Set each line of the records down again exactly, please.
(Beginning of DATA TO PROCESS)
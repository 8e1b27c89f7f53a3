use std::process::{Command, Output};

use tempfile::TempDir;

use crate::common::{TestProject, assert_mentions, expect_exit, init_test_logging};

const MANIFEST: &str = r#"
name = "devloop-cli-no-debug-session"

[[containers]]
name = "runtime"

[[commands]]
id = "run"
group = "run"
default = true
exec = { component = "runtime", command_line = "npm start" }
"#;

fn devloop(args: &[&str]) -> Output {
    Command::new(env!("CARGO_BIN_EXE_devloop"))
        .args(args)
        .env_remove("DEVLOOP_PROJECT")
        .env_remove("DEVLOOP_LOG")
        .output()
        .expect("Failed to run devloop")
}

#[test]
fn test_devloop_help_lists_subcommands() {
    init_test_logging();
    let _guard = devloop_common::test_guard!();

    let output = devloop(&["--help"]);
    assert!(output.status.success(), "devloop --help failed");
    let stdout = String::from_utf8_lossy(&output.stdout);

    assert_mentions(
        &stdout,
        &[
            "Sync, run and watch a component",
            "dev",
            "push",
            "watch",
            "debug",
            "logs",
            "test",
            "status",
        ],
    );
}

#[test]
fn test_missing_manifest_exits_with_configuration_code() {
    init_test_logging();
    let dir = TempDir::new().unwrap();

    let output = devloop(&["--project", dir.path().to_str().unwrap(), "status"]);
    let stderr = expect_exit(&output, 2);
    assert_mentions(&stderr, &["DL-E001", "no manifest found"]);
}

#[test]
fn test_invalid_manifest_is_reported() {
    init_test_logging();
    let project = TestProject::new(
        r#"
name = "broken"

[[containers]]
name = "runtime"

[[commands]]
id = "run"
group = "run"
exec = { component = "sidecar", command_line = "npm start" }
"#,
    );

    let output = devloop(&["--project", project.dir.path().to_str().unwrap(), "push"]);
    let stderr = expect_exit(&output, 2);
    assert_mentions(&stderr, &["DL-E003", "unknown container \"sidecar\""]);
}

#[test]
fn test_debug_info_without_session() {
    init_test_logging();
    let project = TestProject::new(MANIFEST);

    let output = devloop(&[
        "--project",
        project.dir.path().to_str().unwrap(),
        "debug",
        "info",
    ]);
    let stderr = expect_exit(&output, 2);
    assert_mentions(&stderr, &["has no debug session running"]);
}

#[test]
fn test_missing_kubectl_is_a_configuration_error() {
    init_test_logging();
    let project = TestProject::new(MANIFEST);

    let output = Command::new(env!("CARGO_BIN_EXE_devloop"))
        .args(["--project", project.dir.path().to_str().unwrap(), "status"])
        .env("DEVLOOP_KUBECTL", "/nonexistent/devloop-kubectl")
        .output()
        .expect("Failed to run devloop");

    let stderr = expect_exit(&output, 2);
    assert_mentions(&stderr, &["platform error"]);
}
#[path = "../common/mod.rs"]
mod common;

mod command_tests;
mod push_tests;
mod session_tests;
(End of DATA TO PROCESS)
**SOLVED PROBLEM**
repository 8e1b27c89f7f53a3
use std::process::{Command, Output};

use tempfile::TempDir;

use crate::common::{TestProject, assert_mentions, expect_exit, init_test_logging};

const MANIFEST: &str = r#"
name = "devloop-cli-no-debug-session"

[[containers]]
name = "runtime"

[[commands]]
id = "run"
group = "run"
default = true
exec = { component = "runtime", command_line = "npm start" }
"#;

fn devloop(args: &[&str]) -> Output {
    Command::new(env!("CARGO_BIN_EXE_devloop"))
        .args(args)
        .env_remove("DEVLOOP_PROJECT")
        .env_remove("DEVLOOP_LOG")
        .output()
        .expect("Failed to run devloop")
}

#[test]
fn test_devloop_help_lists_subcommands() {
    init_test_logging();
    let _guard = devloop_common::test_guard!();

    let output = devloop(&["--help"]);
    assert!(output.status.success(), "devloop --help failed");
    let stdout = String::from_utf8_lossy(&output.stdout);

    assert_mentions(
        &stdout,
        &[
            "Sync, run and watch a component",
            "dev",
            "push",
            "watch",
            "debug",
            "logs",
            "test",
            "status",
        ],
    );
}

#[test]
fn test_missing_manifest_exits_with_configuration_code() {
    init_test_logging();
    let dir = TempDir::new().unwrap();

    let output = devloop(&["--project", dir.path().to_str().unwrap(), "status"]);
    let stderr = expect_exit(&output, 2);
    assert_mentions(&stderr, &["DL-E001", "no manifest found"]);
}

#[test]
fn test_invalid_manifest_is_reported() {
    init_test_logging();
    let project = TestProject::new(
        r#"
name = "broken"

[[containers]]
name = "runtime"

[[commands]]
id = "run"
group = "run"
exec = { component = "sidecar", command_line = "npm start" }
"#,
    );

    let output = devloop(&["--project", project.dir.path().to_str().unwrap(), "push"]);
    let stderr = expect_exit(&output, 2);
    assert_mentions(&stderr, &["DL-E003", "unknown container \"sidecar\""]);
}

#[test]
fn test_debug_info_without_session() {
    init_test_logging();
    let project = TestProject::new(MANIFEST);

    let output = devloop(&[
        "--project",
        project.dir.path().to_str().unwrap(),
        "debug",
        "info",
    ]);
    let stderr = expect_exit(&output, 2);
    assert_mentions(&stderr, &["has no debug session running"]);
}

#[test]
fn test_missing_kubectl_is_a_configuration_error() {
    init_test_logging();
    let project = TestProject::new(MANIFEST);

    let output = Command::new(env!("CARGO_BIN_EXE_devloop"))
        .args(["--project", project.dir.path().to_str().unwrap(), "status"])
        .env("DEVLOOP_KUBECTL", "/nonexistent/devloop-kubectl")
        .output()
        .expect("Failed to run devloop");

    let stderr = expect_exit(&output, 2);
    assert_mentions(&stderr, &["platform error"]);
}
#[path = "../common/mod.rs"]
mod common;

mod command_tests;
mod push_tests;
mod session_tests;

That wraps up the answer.